#### Data for processing

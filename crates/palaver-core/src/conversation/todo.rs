//! Per-agent todo lists.

use serde::{Deserialize, Serialize};

/// Status of a single todo item.
#[derive(Debug, Clone, Copy, PartialEq, Eq, Serialize, Deserialize)]
#[serde(rename_all = "snake_case")]
pub enum TodoStatus {
    /// Not started yet
    Pending,
    /// Currently being worked
    InProgress,
    /// Finished
    Done,
    /// Deliberately skipped
    Skipped,
}

/// One item in an agent's todo list.
///
/// The "at most one `InProgress` item per agent" rule is a caller convention,
/// not enforced here; the store logs a warning when it is broken.
#[derive(Debug, Clone, PartialEq, Eq, Serialize, Deserialize)]
pub struct TodoItem {
    /// Short description of the work
    pub content: String,
    /// Current status
    pub status: TodoStatus,
    /// Display-order tie break
    pub position: usize,
}

impl TodoItem {
    /// Creates a pending item at the given position.
    pub fn new(content: impl Into<String>, position: usize) -> Self {
        Self {
            content: content.into(),
            status: TodoStatus::Pending,
            position,
        }
    }
}
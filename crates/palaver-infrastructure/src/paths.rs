//! Path layout for a project's conversation storage.
//!
//! # Directory Structure
//!
//! ```text
//! <project root>/
//! └── conversations/
//!     ├── <conversationId>.json    # full serialized Conversation
//!     ├── metadata.json            # { conversations: [ConversationMetadata] }
//!     └── archive/
//!         └── <conversationId>.json
//! ```

use std::path::{Path, PathBuf};

use palaver_core::error::Result;
use tokio::fs;

/// Resolved storage paths for one project root.
#[derive(Debug, Clone)]
pub struct ProjectPaths {
    root: PathBuf,
}

impl ProjectPaths {
    /// Creates a path layout rooted at `root`.
    pub fn new(root: impl AsRef<Path>) -> Self {
        Self {
            root: root.as_ref().to_path_buf(),
        }
    }

    /// The project root directory.
    pub fn root(&self) -> &Path {
        &self.root
    }

    /// `<root>/conversations`
    pub fn conversations_dir(&self) -> PathBuf {
        self.root.join("conversations")
    }

    /// `<root>/conversations/archive`
    pub fn archive_dir(&self) -> PathBuf {
        self.conversations_dir().join("archive")
    }

    /// `<root>/conversations/metadata.json`
    pub fn metadata_path(&self) -> PathBuf {
        self.conversations_dir().join("metadata.json")
    }

    /// `<root>/conversations/<id>.json`
    pub fn conversation_path(&self, conversation_id: &str) -> PathBuf {
        self.conversations_dir()
            .join(format!("{}.json", conversation_id))
    }

    /// `<root>/conversations/archive/<id>.json`
    pub fn archived_conversation_path(&self, conversation_id: &str) -> PathBuf {
        self.archive_dir().join(format!("{}.json", conversation_id))
    }

    /// Creates the conversations and archive directories.
    pub async fn ensure_layout(&self) -> Result<()> {
        fs::create_dir_all(self.archive_dir()).await?;
        Ok(())
    }
}

#[cfg(test)]
mod tests {
    use super::*;
    use tempfile::TempDir;

    #[tokio::test]
    async fn test_layout_creation() {
        let temp = TempDir::new().unwrap();
        let paths = ProjectPaths::new(temp.path());
        paths.ensure_layout().await.unwrap();

        assert!(paths.conversations_dir().is_dir());
        assert!(paths.archive_dir().is_dir());
    }

    #[test]
    fn test_path_shapes() {
        let paths = ProjectPaths::new("/tmp/project");
        let id = "a".repeat(64);
        assert!(paths
            .conversation_path(&id)
            .ends_with(format!("conversations/{}.json", id)));
        assert!(paths
            .archived_conversation_path(&id)
            .ends_with(format!("conversations/archive/{}.json", id)));
        assert!(paths.metadata_path().ends_with("conversations/metadata.json"));
    }
}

########

▶ What this task involves
Look through the entries above and count each line holding "TempDir"; report the count alone.

▶ Answer
2